Andriy (36) was a builder and handyman who was drafted by Ukraine’s army after Russia annexed Crimea and fomented fighting in the eastern Donbas region in 2014, but failed his medical because his spleen had been removed. Lesya (53) suffered lifelong epilepsy and needed regular medication to control her seizures.

The Russians told us just to put her body out on the street ... We had to persuade them to allow us to bury her in the backyard

Facing a far deadlier fight than expected and with only a tenuous hold on Bucha and part of neighbouring Irpin, the Russians began to terrorise civilians, subjecting them to constant searches and document checks, taking people away for interrogation, torture and rape, and shooting others on the street as they sought food, water and missing relatives.

“The younger Russian soldiers said they didn’t want to be here. But they kept checking us and making us show them what was on our phones,” says Zoya’s grandaughter Ilona Razvayeva (22), who spent the first weeks of occupation here.
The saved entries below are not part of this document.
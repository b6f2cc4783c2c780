//! Notion HTTP client
//!
//! [`NotionClient`] implements [`DocumentStore`] against the live Notion
//! API. The trait exists so exporters and renderers can be driven by an
//! in-memory store in tests.

use async_trait::async_trait;
use serde_json::json;
use tracing::debug;

use super::error::{ApiError, ApiResult};
use super::types::{Block, Page, Paginated};

/// Notion API version header value
const NOTION_VERSION: &str = "2022-06-28";

/// Request timeout for API calls
const REQUEST_TIMEOUT: std::time::Duration = std::time::Duration::from_secs(30);

/// Read access to a paginated document store
///
/// All listing operations take an optional cursor and return one page of
/// results; callers loop until `has_more` is false. See
/// [`fetch_all_children`](super::fetch_all_children) for the draining helper.
#[async_trait]
pub trait DocumentStore: Send + Sync {
    /// Retrieve a single page with its properties
    async fn retrieve_page(&self, page_id: &str) -> ApiResult<Page>;

    /// List one page of direct children of a page or block
    async fn list_children(
        &self,
        node_id: &str,
        cursor: Option<&str>,
    ) -> ApiResult<Paginated<Block>>;

    /// Query one page of entries from a database
    async fn query_database(
        &self,
        database_id: &str,
        cursor: Option<&str>,
    ) -> ApiResult<Paginated<Page>>;

    /// Search one page of pages visible to the integration
    async fn search_pages(&self, cursor: Option<&str>) -> ApiResult<Paginated<Page>>;
}

/// HTTP client for the Notion API
pub struct NotionClient {
    client: reqwest::Client,
    base_url: String,
    token: String,
}

impl NotionClient {
    /// Create a client authenticated with an integration token
    pub fn new(token: impl Into<String>) -> ApiResult<Self> {
        let client = reqwest::Client::builder()
            .timeout(REQUEST_TIMEOUT)
            .user_agent("Mozilla/5.0 (compatible; notedown/1.0)")
            .build()?;

        Ok(Self {
            client,
            base_url: crate::config::DEFAULT_API_BASE_URL.to_string(),
            token: token.into(),
        })
    }

    /// Override the API base URL (used to point at a test server)
    pub fn with_base_url(mut self, base_url: impl Into<String>) -> Self {
        self.base_url = base_url.into();
        self
    }

    /// Access token for authenticated asset downloads
    pub fn token(&self) -> &str {
        &self.token
    }

    fn request(&self, method: reqwest::Method, endpoint: &str) -> reqwest::RequestBuilder {
        self.client
            .request(method, format!("{}{}", self.base_url, endpoint))
            .bearer_auth(&self.token)
            .header("Notion-Version", NOTION_VERSION)
    }

    /// Check status, then decode the body
    ///
    /// Decoding from the body text rather than `Response::json` keeps the
    /// endpoint name attached to both failure modes.
    async fn decode<T: serde::de::DeserializeOwned>(
        endpoint: &str,
        response: reqwest::Response,
    ) -> ApiResult<T> {
        let status = response.status();
        let body = response.text().await?;

        if !status.is_success() {
            return Err(ApiError::Status {
                endpoint: endpoint.to_string(),
                status: status.as_u16(),
                message: body,
            });
        }

        serde_json::from_str(&body).map_err(|source| ApiError::Decode {
            endpoint: endpoint.to_string(),
            source,
        })
    }
}

#[async_trait]
impl DocumentStore for NotionClient {
    async fn retrieve_page(&self, page_id: &str) -> ApiResult<Page> {
        let endpoint = format!("/pages/{}", page_id);
        debug!(page_id, "retrieving page");

        let response = self
            .request(reqwest::Method::GET, &endpoint)
            .send()
            .await?;
        Self::decode(&endpoint, response).await
    }

    async fn list_children(
        &self,
        node_id: &str,
        cursor: Option<&str>,
    ) -> ApiResult<Paginated<Block>> {
        let endpoint = format!("/blocks/{}/children", node_id);
        debug!(node_id, ?cursor, "listing children");

        let mut request = self
            .request(reqwest::Method::GET, &endpoint)
            .query(&[("page_size", "100")]);
        if let Some(cursor) = cursor {
            request = request.query(&[("start_cursor", cursor)]);
        }

        let response = request.send().await?;
        Self::decode(&endpoint, response).await
    }

    async fn query_database(
        &self,
        database_id: &str,
        cursor: Option<&str>,
    ) -> ApiResult<Paginated<Page>> {
        let endpoint = format!("/databases/{}/query", database_id);
        debug!(database_id, ?cursor, "querying database");

        let mut body = json!({ "page_size": 100 });
        if let Some(cursor) = cursor {
            body["start_cursor"] = json!(cursor);
        }

        let response = self
            .request(reqwest::Method::POST, &endpoint)
            .json(&body)
            .send()
            .await?;
        Self::decode(&endpoint, response).await
    }

    async fn search_pages(&self, cursor: Option<&str>) -> ApiResult<Paginated<Page>> {
        let endpoint = "/search";
        debug!(?cursor, "searching pages");

        let mut body = json!({
            "filter": { "property": "object", "value": "page" },
            "page_size": 100,
        });
        if let Some(cursor) = cursor {
            body["start_cursor"] = json!(cursor);
        }

        let response = self
            .request(reqwest::Method::POST, endpoint)
            .json(&body)
            .send()
            .await?;
        Self::decode(endpoint, response).await
    }
}
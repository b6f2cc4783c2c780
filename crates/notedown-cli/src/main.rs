//! notedown CLI
//!
//! Exports a Notion page tree or database to Markdown files plus a JSON
//! metadata index. Configuration comes from the config file and
//! NOTEDOWN_* environment variables; command-line flags override both.

use std::path::PathBuf;

use anyhow::{Context, Result};
use clap::Parser;
use tracing_subscriber::EnvFilter;

use notedown_core::{parse_id_list, Config, ExportRun, NotionClient};

mod output;

use output::{Output, OutputFormat};

#[derive(Parser)]
#[command(name = "notedown")]
#[command(about = "Export Notion pages to Markdown")]
#[command(version)]
struct Cli {
    /// Config file (defaults to ~/.config/notedown/config.toml)
    #[arg(long)]
    config: Option<PathBuf>,

    /// Notion integration token
    #[arg(long)]
    token: Option<String>,

    /// Database to export
    #[arg(long)]
    database_id: Option<String>,

    /// Comma-separated page IDs (parent page, or explicit list)
    #[arg(long)]
    page_ids: Option<String>,

    /// Directory for exported Markdown files
    #[arg(long)]
    output_dir: Option<PathBuf>,

    /// Directory for downloaded images
    #[arg(long)]
    images_dir: Option<PathBuf>,

    /// Path of the JSON metadata index
    #[arg(long)]
    metadata_file: Option<PathBuf>,

    /// Verbose logging
    #[arg(short, long)]
    verbose: bool,

    /// Output as JSON
    #[arg(long)]
    json: bool,

    /// Quiet mode - minimal output
    #[arg(short, long)]
    quiet: bool,
}

fn init_logging(verbose: bool) {
    let log_level = if verbose { "debug" } else { "info" };
    let env_filter = EnvFilter::try_from_default_env().unwrap_or_else(|_| {
        EnvFilter::new(format!(
            "notedown_core={},notedown_cli={}",
            log_level, log_level
        ))
    });

    let _ = tracing_subscriber::fmt()
        .with_env_filter(env_filter)
        .with_target(false)
        .with_writer(std::io::stderr)
        .try_init();
}

/// Command-line flags override config file and environment values
fn apply_cli_overrides(config: &mut Config, cli: &Cli) {
    if let Some(token) = &cli.token {
        config.token = Some(token.clone());
    }
    if let Some(database_id) = &cli.database_id {
        config.database_id = Some(database_id.clone());
    }
    if let Some(page_ids) = &cli.page_ids {
        config.page_ids = parse_id_list(page_ids);
    }
    if let Some(output_dir) = &cli.output_dir {
        config.output_dir = output_dir.clone();
    }
    if let Some(images_dir) = &cli.images_dir {
        config.images_dir = images_dir.clone();
    }
    if let Some(metadata_file) = &cli.metadata_file {
        config.metadata_file = metadata_file.clone();
    }
}

#[tokio::main]
async fn main() -> Result<()> {
    let cli = Cli::parse();
    init_logging(cli.verbose);

    let output = Output::new(OutputFormat::from_flags(cli.json, cli.quiet));

    let mut config = match &cli.config {
        Some(path) => Config::load_from_path(path)
            .with_context(|| format!("Failed to load config from {:?}", path))?,
        None => Config::load()?,
    };
    apply_cli_overrides(&mut config, &cli);
    config.validate()?;

    let client = NotionClient::new(
        config
            .token
            .clone()
            .expect("validated config always has a token"),
    )?
    .with_base_url(config.api_base_url.clone());

    let summary = ExportRun::new(config.clone(), client).execute().await?;
    output.print_summary(&summary, &config);

    Ok(())
}
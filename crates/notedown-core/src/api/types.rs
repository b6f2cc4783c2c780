//! Notion wire data model
//!
//! Blocks arrive from the API as objects with a discriminated `type` field
//! and the typed payload under a key of the same name. [`BlockKind`] is the
//! closed tagged union over the kinds this exporter understands, with an
//! explicit [`BlockKind::Unsupported`] arm so unknown kinds degrade to
//! plain text instead of being silently dropped.

use chrono::{DateTime, Utc};
use serde::Deserialize;
use serde_json::Value;
use std::collections::HashMap;

/// One inline span of annotated text
#[derive(Debug, Clone, Default, Deserialize, PartialEq)]
pub struct RichText {
    #[serde(default)]
    pub plain_text: String,
    #[serde(default)]
    pub annotations: Annotations,
    #[serde(default)]
    pub href: Option<String>,
}

impl RichText {
    /// An unannotated span, mostly useful in tests and fixtures
    pub fn plain(text: impl Into<String>) -> Self {
        Self {
            plain_text: text.into(),
            ..Self::default()
        }
    }
}

/// Inline formatting flags; independent and freely composable
#[derive(Debug, Clone, Copy, Default, Deserialize, PartialEq, Eq)]
pub struct Annotations {
    #[serde(default)]
    pub bold: bool,
    #[serde(default)]
    pub italic: bool,
    #[serde(default)]
    pub strikethrough: bool,
    #[serde(default)]
    pub underline: bool,
    #[serde(default)]
    pub code: bool,
}

/// Block or callout icon
#[derive(Debug, Clone, Deserialize, PartialEq)]
#[serde(tag = "type", rename_all = "snake_case")]
pub enum Icon {
    Emoji { emoji: String },
    #[serde(other)]
    Other,
}

/// A content block from the document tree
///
/// Children, if any, are fetched lazily via the document store; the
/// `has_children` flag signals whether a fetch is needed.
#[derive(Debug, Clone, PartialEq)]
pub struct Block {
    pub id: String,
    pub has_children: bool,
    pub kind: BlockKind,
}
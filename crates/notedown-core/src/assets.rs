//! Content-addressed image download cache
//!
//! Remote images are materialized into a local directory under a name
//! derived from the URL, so re-running an export never downloads the same
//! image twice. Failures degrade to the original remote URL; an export is
//! never aborted by a broken image.

use std::collections::HashMap;
use std::path::PathBuf;
use std::sync::Mutex;

use anyhow::{Context, Result};
use percent_encoding::percent_decode_str;
use tracing::{debug, warn};

/// Extensions kept as-is; anything else becomes `.png`
const KNOWN_EXTENSIONS: &[&str] = &[".png", ".jpg", ".jpeg", ".gif", ".webp", ".svg"];

/// Download timeout per image
const DOWNLOAD_TIMEOUT: std::time::Duration = std::time::Duration::from_secs(30);

/// Local image store keyed by URL content address
pub struct AssetStore {
    dir: PathBuf,
    token: Option<String>,
    client: reqwest::Client,
    // URLs resolved during this run, saving repeat filesystem checks
    resolved: Mutex<HashMap<String, String>>,
}

impl AssetStore {
    /// Create a store writing into `dir`
    pub fn new(dir: impl Into<PathBuf>) -> Result<Self> {
        let client = reqwest::Client::builder()
            .timeout(DOWNLOAD_TIMEOUT)
            .user_agent("Mozilla/5.0 (Windows NT 10.0; Win64; x64) AppleWebKit/537.36")
            .build()
            .context("Failed to build image download client")?;

        Ok(Self {
            dir: dir.into(),
            token: None,
            client,
            resolved: Mutex::new(HashMap::new()),
        })
    }

    /// Attach a token for Notion-hosted images
    pub fn with_token(mut self, token: impl Into<String>) -> Self {
        self.token = Some(token.into());
        self
    }

    /// Resolve a remote image URL to a local `images/<name>` path
    ///
    /// Returns the local relative path on success (downloading at most
    /// once per unique URL), or the original URL when the download fails
    /// or the response is not an image.
    pub async fn materialize(&self, url: &str) -> String {
        if let Some(hit) = self.resolved.lock().unwrap().get(url) {
            return hit.clone();
        }

        let result = match self.fetch(url).await {
            Ok(local) => local,
            Err(err) => {
                warn!(url, error = %err, "image download failed, keeping remote URL");
                url.to_string()
            }
        };

        self.resolved
            .lock()
            .unwrap()
            .insert(url.to_string(), result.clone());
        result
    }

    async fn fetch(&self, url: &str) -> Result<String> {
        let filename = format!("{}{}", content_address(url), extension_for(url));
        let local_path = self.dir.join(&filename);
        let relative = format!("images/{}", filename);

        if local_path.exists() {
            debug!(filename, "image already materialized");
            return Ok(relative);
        }

        std::fs::create_dir_all(&self.dir)
            .with_context(|| format!("Failed to create images directory: {:?}", self.dir))?;

        let mut request = self.client.get(url);
        if let (Some(token), true) = (&self.token, is_notion_hosted(url)) {
            request = request
                .bearer_auth(token)
                .header("Cookie", format!("token_v2={}", token));
        }

        let response = request.send().await?.error_for_status()?;

        let content_type = response
            .headers()
            .get(reqwest::header::CONTENT_TYPE)
            .and_then(|v| v.to_str().ok())
            .unwrap_or("");
        if !content_type.starts_with("image/") {
            anyhow::bail!("URL did not return an image (content-type: {})", content_type);
        }

        let bytes = response.bytes().await?;
        std::fs::write(&local_path, &bytes)
            .with_context(|| format!("Failed to write image: {:?}", local_path))?;

        debug!(filename, bytes = bytes.len(), "downloaded image");
        Ok(relative)
    }
}

/// First 12 hex chars of the URL hash; stable across runs
fn content_address(url: &str) -> String {
    blake3::hash(url.as_bytes()).to_hex()[..12].to_string()
}

/// Extension from the percent-decoded URL path, normalized to the allowlist
fn extension_for(url: &str) -> &'static str {
    let path = match reqwest::Url::parse(url) {
        Ok(parsed) => percent_decode_str(parsed.path()).decode_utf8_lossy().into_owned(),
        Err(_) => return ".png",
    };

    let ext = match path.rfind('.') {
        Some(dot) if !path[dot..].contains('/') => path[dot..].to_lowercase(),
        _ => return ".png",
    };

    KNOWN_EXTENSIONS
        .iter()
        .find(|&&known| known == ext)
        .copied()
        .unwrap_or(".png")
}

/// Notion-hosted images need token auth to download
fn is_notion_hosted(url: &str) -> bool {
    reqwest::Url::parse(url)
        .ok()
        .and_then(|u| u.host_str().map(String::from))
        .map(|host| {
            host == "notion.so"
                || host.ends_with(".notion.so")
                || host == "notion-static.com"
                || host.ends_with(".notion-static.com")
        })
        .unwrap_or(false)
}

#[cfg(test)]
mod tests {
    use super::*;
    use tempfile::TempDir;

    #[test]
    fn test_content_address_is_stable() {
        let a = content_address("https://example.com/pic.png");
        let b = content_address("https://example.com/pic.png");
        assert_eq!(a, b);
        assert_eq!(a.len(), 12);
        assert!(a.chars().all(|c| c.is_ascii_hexdigit()));
    }

    #[test]
    fn test_content_address_differs_per_url() {
        assert_ne!(
            content_address("https://example.com/a.png"),
            content_address("https://example.com/b.png")
        );
    }

    #[test]
    fn test_extension_from_path() {
        assert_eq!(extension_for("https://x.com/photo.jpg"), ".jpg");
        assert_eq!(extension_for("https://x.com/photo.JPEG"), ".jpeg");
        assert_eq!(extension_for("https://x.com/image.webp?w=100"), ".webp");
    }

    #[test]
    fn test_extension_percent_decoded() {
        assert_eq!(extension_for("https://x.com/my%20pic.gif"), ".gif");
    }

    #[test]
    fn test_unknown_extension_defaults_to_png() {
        assert_eq!(extension_for("https://x.com/archive.tar.gz"), ".png");
        assert_eq!(extension_for("https://x.com/noext"), ".png");
        assert_eq!(extension_for("not a url"), ".png");
    }

    #[test]
    fn test_notion_hosted_detection() {
        assert!(is_notion_hosted("https://www.notion.so/image/abc"));
        assert!(is_notion_hosted("https://s3.us-west-2.notion-static.com/x.png"));
        assert!(!is_notion_hosted("https://example.com/notion.so/x.png"));
        assert!(!is_notion_hosted("https://example.com/pic.png"));
    }

    #[tokio::test]
    async fn test_materialize_reuses_existing_file() {
        let tmp = TempDir::new().unwrap();
        let store = AssetStore::new(tmp.path()).unwrap();

        let url = "https://example.com/cached.png";
        let filename = format!("{}.png", content_address(url));
        std::fs::write(tmp.path().join(&filename), b"fake image data").unwrap();

        // Resolves to the local path without any network access
        let local = store.materialize(url).await;
        assert_eq!(local, format!("images/{}", filename));

        // Second call hits the in-run cache
        let again = store.materialize(url).await;
        assert_eq!(again, local);
    }

    #[tokio::test]
    async fn test_materialize_failure_returns_original_url() {
        let tmp = TempDir::new().unwrap();
        let store = AssetStore::new(tmp.path()).unwrap();

        // Unroutable address, download fails fast
        let url = "http://127.0.0.1:1/missing.png";
        let result = store.materialize(url).await;
        assert_eq!(result, url);
    }
}
//! Page discovery
//!
//! Resolves the configured target into the concrete list of pages to
//! export. Strategies cascade: an explicitly configured database wins,
//! then a database embedded in the given page, then child pages of the
//! page, then a global search scoped to the page. Discovery never fails
//! a run; an empty result is a clean no-op export.

use tracing::{info, warn};

use crate::api::{
    fetch_all_children, query_database_all, search_all_pages, BlockKind, DocumentStore, Page,
    Parent,
};
use crate::config::Config;
use crate::export::{extract_metadata, page_title, PageMetadata};

/// Outcome of page discovery
#[derive(Debug, Default)]
pub struct DiscoveredPages {
    /// Pages to export, in discovery order
    pub page_ids: Vec<String>,
    /// Metadata extracted while filtering a collection; empty otherwise
    pub metadata: Vec<PageMetadata>,
    /// True when the pages came from a database (gated and pre-cleaned)
    pub collection_mode: bool,
}

/// Finds the pages an export run should cover
pub struct PageLocator<'a> {
    store: &'a dyn DocumentStore,
}

impl<'a> PageLocator<'a> {
    pub fn new(store: &'a dyn DocumentStore) -> Self {
        Self { store }
    }

    /// Run the discovery cascade for the configured target
    pub async fn discover(&self, config: &Config) -> DiscoveredPages {
        if let Some(database_id) = &config.database_id {
            info!(database_id, "using configured database");
            return self.collect_ready(database_id).await;
        }

        let Some(first_id) = config.page_ids.first() else {
            warn!("no database or pages configured, nothing to discover");
            return DiscoveredPages::default();
        };

        info!(page_id = %first_id, "no database configured, inspecting page for one");
        if let Some(database_id) = self.find_database_in_page(first_id).await {
            info!(database_id, "found embedded database");
            return self.collect_ready(&database_id).await;
        }

        if config.page_ids.len() > 1 {
            info!(count = config.page_ids.len(), "exporting listed pages directly");
            return DiscoveredPages {
                page_ids: config.page_ids.clone(),
                ..DiscoveredPages::default()
            };
        }

        info!(parent = %first_id, "looking for child pages");
        let page_ids = self.find_child_pages(first_id).await;
        if page_ids.is_empty() {
            warn!(parent = %first_id, "no child pages found, nothing to export");
        }
        DiscoveredPages {
            page_ids,
            ..DiscoveredPages::default()
        }
    }

    /// Query a collection and keep only entries gated ready
    async fn collect_ready(&self, database_id: &str) -> DiscoveredPages {
        let mut discovered = DiscoveredPages {
            collection_mode: true,
            ..DiscoveredPages::default()
        };

        for page in self.collection_pages(database_id).await {
            let metadata = extract_metadata(&page);
            if metadata.ready {
                info!(title = %metadata.title, "including ready page");
                discovered.page_ids.push(metadata.id.clone());
                discovered.metadata.push(metadata);
            } else {
                info!(title = %metadata.title, "skipping unready page");
            }
        }

        info!(count = discovered.page_ids.len(), "collection discovery complete");
        discovered
    }

    /// All entries of a database, falling back to search on query failure
    async fn collection_pages(&self, database_id: &str) -> Vec<Page> {
        match query_database_all(self.store, database_id).await {
            Ok(pages) => pages,
            Err(err) => {
                warn!(database_id, error = %err, "database query failed, falling back to search");
                match search_all_pages(self.store).await {
                    Ok(pages) => pages
                        .into_iter()
                        .filter(|page| {
                            matches!(
                                &page.parent,
                                Some(Parent::DatabaseId { database_id: id }) if id == database_id
                            )
                        })
                        .collect(),
                    Err(err) => {
                        warn!(error = %err, "search fallback failed");
                        Vec::new()
                    }
                }
            }
        }
    }

    /// First embedded database block inside a page, if any
    async fn find_database_in_page(&self, page_id: &str) -> Option<String> {
        let blocks = match fetch_all_children(self.store, page_id).await {
            Ok(blocks) => blocks,
            Err(err) => {
                warn!(page_id, error = %err, "failed to scan page for a database");
                return None;
            }
        };

        blocks.into_iter().find_map(|block| match block.kind {
            BlockKind::ChildDatabase { title } => {
                info!(%title, database_id = %block.id, "found database block");
                Some(block.id)
            }
            _ => None,
        })
    }

    /// Child pages of a parent, by block scan then by global search
    async fn find_child_pages(&self, parent_page_id: &str) -> Vec<String> {
        let mut page_ids = Vec::new();

        match fetch_all_children(self.store, parent_page_id).await {
            Ok(blocks) => {
                for block in blocks {
                    if let BlockKind::ChildPage { title } = &block.kind {
                        info!(%title, page_id = %block.id, "found child page block");
                        page_ids.push(block.id);
                    }
                }
            }
            Err(err) => {
                warn!(parent_page_id, error = %err, "failed to list child blocks");
            }
        }

        if !page_ids.is_empty() {
            return page_ids;
        }

        // Pages moved under a parent without a linking block only show up
        // in search results
        match search_all_pages(self.store).await {
            Ok(pages) => {
                for page in pages {
                    let is_child = matches!(
                        &page.parent,
                        Some(Parent::PageId { page_id }) if page_id == parent_page_id
                    );
                    if is_child && !page_ids.contains(&page.id) {
                        info!(title = %page_title(&page), page_id = %page.id, "found child page via search");
                        page_ids.push(page.id);
                    }
                }
            }
            Err(err) => {
                warn!(error = %err, "child page search failed");
            }
        }

        page_ids
    }
}

#[cfg(test)]
mod tests {
    use super::*;
    use crate::api::{Block, Property, RichText};
    use crate::testutil::FakeStore;

    fn config_with_database(id: &str) -> Config {
        Config {
            database_id: Some(id.to_string()),
            ..Config::default()
        }
    }

    fn config_with_pages(ids: &[&str]) -> Config {
        Config {
            page_ids: ids.iter().map(|s| s.to_string()).collect(),
            ..Config::default()
        }
    }

    fn ready_page(id: &str, title: &str, ready: bool) -> Page {
        let mut page = Page::test_page(id);
        page.properties.insert(
            "Name".to_string(),
            Property::Title {
                title: vec![RichText::plain(title)],
            },
        );
        page.properties.insert(
            "Ready".to_string(),
            Property::Checkbox { checkbox: ready },
        );
        page
    }

    fn child_page_block(id: &str, title: &str) -> Block {
        Block {
            id: id.to_string(),
            has_children: false,
            kind: BlockKind::ChildPage {
                title: title.to_string(),
            },
        }
    }

    #[tokio::test]
    async fn test_configured_database_filters_ready() {
        let mut store = FakeStore::new();
        store.add_database(
            "db1",
            vec![
                ready_page("p1", "Ready Post", true),
                ready_page("p2", "Draft", false),
                ready_page("p3", "Another Ready", true),
            ],
        );

        let locator = PageLocator::new(&store);
        let discovered = locator.discover(&config_with_database("db1")).await;

        assert!(discovered.collection_mode);
        assert_eq!(discovered.page_ids, vec!["p1", "p3"]);
        assert_eq!(discovered.metadata.len(), 2);
        assert_eq!(discovered.metadata[0].title, "Ready Post");
    }

    #[tokio::test]
    async fn test_query_failure_falls_back_to_search() {
        let mut store = FakeStore::new();
        // No database registered, so query_database returns 404
        let mut in_db = ready_page("p1", "In Collection", true);
        in_db.parent = Some(Parent::DatabaseId {
            database_id: "db1".to_string(),
        });
        let mut other = ready_page("p2", "Elsewhere", true);
        other.parent = Some(Parent::DatabaseId {
            database_id: "db2".to_string(),
        });
        store.add_search_results(vec![in_db, other]);

        let locator = PageLocator::new(&store);
        let discovered = locator.discover(&config_with_database("db1")).await;

        assert_eq!(discovered.page_ids, vec!["p1"]);
    }

    #[tokio::test]
    async fn test_embedded_database_discovered_from_page() {
        let mut store = FakeStore::new();
        store.add_children(
            "parent",
            vec![Block {
                id: "db-block".to_string(),
                has_children: false,
                kind: BlockKind::ChildDatabase {
                    title: "Articles".to_string(),
                },
            }],
        );
        store.add_database("db-block", vec![ready_page("p1", "Post", true)]);

        let locator = PageLocator::new(&store);
        let discovered = locator.discover(&config_with_pages(&["parent"])).await;

        assert!(discovered.collection_mode);
        assert_eq!(discovered.page_ids, vec!["p1"]);
    }

    #[tokio::test]
    async fn test_multiple_page_ids_export_directly() {
        let store = FakeStore::new();

        let locator = PageLocator::new(&store);
        let discovered = locator.discover(&config_with_pages(&["a", "b", "c"])).await;

        assert!(!discovered.collection_mode);
        assert_eq!(discovered.page_ids, vec!["a", "b", "c"]);
        assert!(discovered.metadata.is_empty());
    }

    #[tokio::test]
    async fn test_single_page_finds_child_blocks() {
        let mut store = FakeStore::new();
        store.add_children(
            "parent",
            vec![
                child_page_block("c1", "First"),
                Block {
                    id: "x".to_string(),
                    has_children: false,
                    kind: BlockKind::Divider,
                },
                child_page_block("c2", "Second"),
            ],
        );

        let locator = PageLocator::new(&store);
        let discovered = locator.discover(&config_with_pages(&["parent"])).await;

        assert_eq!(discovered.page_ids, vec!["c1", "c2"]);
    }

    #[tokio::test]
    async fn test_single_page_falls_back_to_search() {
        let mut store = FakeStore::new();
        let mut child = ready_page("c1", "Found via search", true);
        child.parent = Some(Parent::PageId {
            page_id: "parent".to_string(),
        });
        let mut unrelated = ready_page("c2", "Other", true);
        unrelated.parent = Some(Parent::PageId {
            page_id: "someone-else".to_string(),
        });
        store.add_search_results(vec![child, unrelated]);

        let locator = PageLocator::new(&store);
        let discovered = locator.discover(&config_with_pages(&["parent"])).await;

        assert_eq!(discovered.page_ids, vec!["c1"]);
    }

    #[tokio::test]
    async fn test_nothing_configured_is_clean_empty() {
        let store = FakeStore::new();

        let locator = PageLocator::new(&store);
        let discovered = locator.discover(&Config::default()).await;

        assert!(discovered.page_ids.is_empty());
        assert!(!discovered.collection_mode);
    }
}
“One time they asked Andriy if his hands were dirty because he’d been digging (army) trenches. But he told them it was because he was a builder ... Another time they took my watch and put it on the ground and smashed it with the butt of a Kalashnikov, because it had a GPS function and they thought somehow it could track them,” she recalls.

Zoya explains that her sister Lesya found it “really hard to keep going up and down from the cellar whenever the Russians did their checks. There was so much stress and no heat or light or water. She only had a few of the pills that she needed to take for her epilepsy, and she didn’t really understand what was going on.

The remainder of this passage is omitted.